- [Task statement]:
In the records below, pick out all lines containing the word "computed".
** Opening Records shown block **
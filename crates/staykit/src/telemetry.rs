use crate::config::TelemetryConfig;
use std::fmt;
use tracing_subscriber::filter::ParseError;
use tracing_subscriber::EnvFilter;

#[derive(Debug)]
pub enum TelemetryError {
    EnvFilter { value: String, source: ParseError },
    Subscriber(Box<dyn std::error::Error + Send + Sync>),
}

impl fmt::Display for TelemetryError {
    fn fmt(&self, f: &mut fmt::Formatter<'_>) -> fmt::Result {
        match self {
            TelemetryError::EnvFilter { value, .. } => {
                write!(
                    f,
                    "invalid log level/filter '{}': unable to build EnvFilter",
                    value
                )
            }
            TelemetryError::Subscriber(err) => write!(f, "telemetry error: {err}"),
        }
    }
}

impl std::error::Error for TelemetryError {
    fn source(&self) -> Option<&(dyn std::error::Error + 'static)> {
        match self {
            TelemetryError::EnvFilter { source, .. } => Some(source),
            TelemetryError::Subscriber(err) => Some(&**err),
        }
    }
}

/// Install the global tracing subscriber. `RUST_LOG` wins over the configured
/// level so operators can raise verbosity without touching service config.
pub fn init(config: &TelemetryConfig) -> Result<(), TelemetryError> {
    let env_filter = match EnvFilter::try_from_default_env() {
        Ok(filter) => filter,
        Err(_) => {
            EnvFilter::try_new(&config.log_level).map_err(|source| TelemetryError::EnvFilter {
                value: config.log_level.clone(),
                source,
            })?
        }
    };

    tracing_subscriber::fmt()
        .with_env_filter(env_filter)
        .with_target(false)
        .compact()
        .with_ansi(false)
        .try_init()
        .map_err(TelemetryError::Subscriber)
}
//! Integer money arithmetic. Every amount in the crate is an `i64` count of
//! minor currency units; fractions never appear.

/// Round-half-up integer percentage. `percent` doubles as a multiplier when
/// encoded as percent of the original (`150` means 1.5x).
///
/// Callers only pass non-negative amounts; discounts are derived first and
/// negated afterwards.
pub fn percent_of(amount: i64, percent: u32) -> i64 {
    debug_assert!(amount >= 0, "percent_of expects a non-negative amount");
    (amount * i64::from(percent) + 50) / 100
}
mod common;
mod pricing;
** Closing Records shown block **
** Opening Records shown block **
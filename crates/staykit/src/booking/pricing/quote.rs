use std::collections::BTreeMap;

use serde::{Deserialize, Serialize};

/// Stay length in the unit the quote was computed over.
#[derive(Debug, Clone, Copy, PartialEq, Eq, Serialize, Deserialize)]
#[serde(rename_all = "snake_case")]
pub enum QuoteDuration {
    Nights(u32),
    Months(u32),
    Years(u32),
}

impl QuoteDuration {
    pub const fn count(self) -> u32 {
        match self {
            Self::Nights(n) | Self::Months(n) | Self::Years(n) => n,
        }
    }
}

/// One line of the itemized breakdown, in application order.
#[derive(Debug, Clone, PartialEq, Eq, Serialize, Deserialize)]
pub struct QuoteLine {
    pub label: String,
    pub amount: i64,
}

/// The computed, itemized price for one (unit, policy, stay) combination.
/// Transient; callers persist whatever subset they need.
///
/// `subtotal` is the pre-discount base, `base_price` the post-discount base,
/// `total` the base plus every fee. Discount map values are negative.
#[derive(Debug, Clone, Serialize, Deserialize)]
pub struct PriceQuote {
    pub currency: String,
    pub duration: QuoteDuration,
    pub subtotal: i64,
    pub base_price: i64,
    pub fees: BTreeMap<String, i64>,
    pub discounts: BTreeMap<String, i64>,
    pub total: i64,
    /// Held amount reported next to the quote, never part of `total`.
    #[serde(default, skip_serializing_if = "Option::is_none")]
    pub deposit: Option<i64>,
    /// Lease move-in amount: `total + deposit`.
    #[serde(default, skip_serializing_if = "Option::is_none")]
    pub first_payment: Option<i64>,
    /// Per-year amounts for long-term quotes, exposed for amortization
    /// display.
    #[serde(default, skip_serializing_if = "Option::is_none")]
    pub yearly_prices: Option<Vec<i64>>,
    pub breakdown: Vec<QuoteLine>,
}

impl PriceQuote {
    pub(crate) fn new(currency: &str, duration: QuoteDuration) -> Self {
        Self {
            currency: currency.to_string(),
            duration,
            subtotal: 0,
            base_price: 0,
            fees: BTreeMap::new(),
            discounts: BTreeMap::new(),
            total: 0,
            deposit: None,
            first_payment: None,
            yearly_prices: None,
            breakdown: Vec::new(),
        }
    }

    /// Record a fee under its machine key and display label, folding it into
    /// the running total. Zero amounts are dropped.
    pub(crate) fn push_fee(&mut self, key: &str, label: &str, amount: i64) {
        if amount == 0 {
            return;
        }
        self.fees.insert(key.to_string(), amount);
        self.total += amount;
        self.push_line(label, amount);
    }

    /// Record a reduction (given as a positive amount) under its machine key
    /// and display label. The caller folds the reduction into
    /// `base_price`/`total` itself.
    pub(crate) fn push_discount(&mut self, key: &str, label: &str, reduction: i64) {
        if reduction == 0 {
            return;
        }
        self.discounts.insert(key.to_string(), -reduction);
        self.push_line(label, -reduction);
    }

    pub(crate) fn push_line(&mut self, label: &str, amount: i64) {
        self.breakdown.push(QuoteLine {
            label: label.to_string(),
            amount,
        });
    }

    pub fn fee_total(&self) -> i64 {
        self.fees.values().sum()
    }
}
** Closing Records shown block **
- [Task result]:
/// Stay length in the unit the quote was computed over.
/// The computed, itemized price for one (unit, policy, stay) combination.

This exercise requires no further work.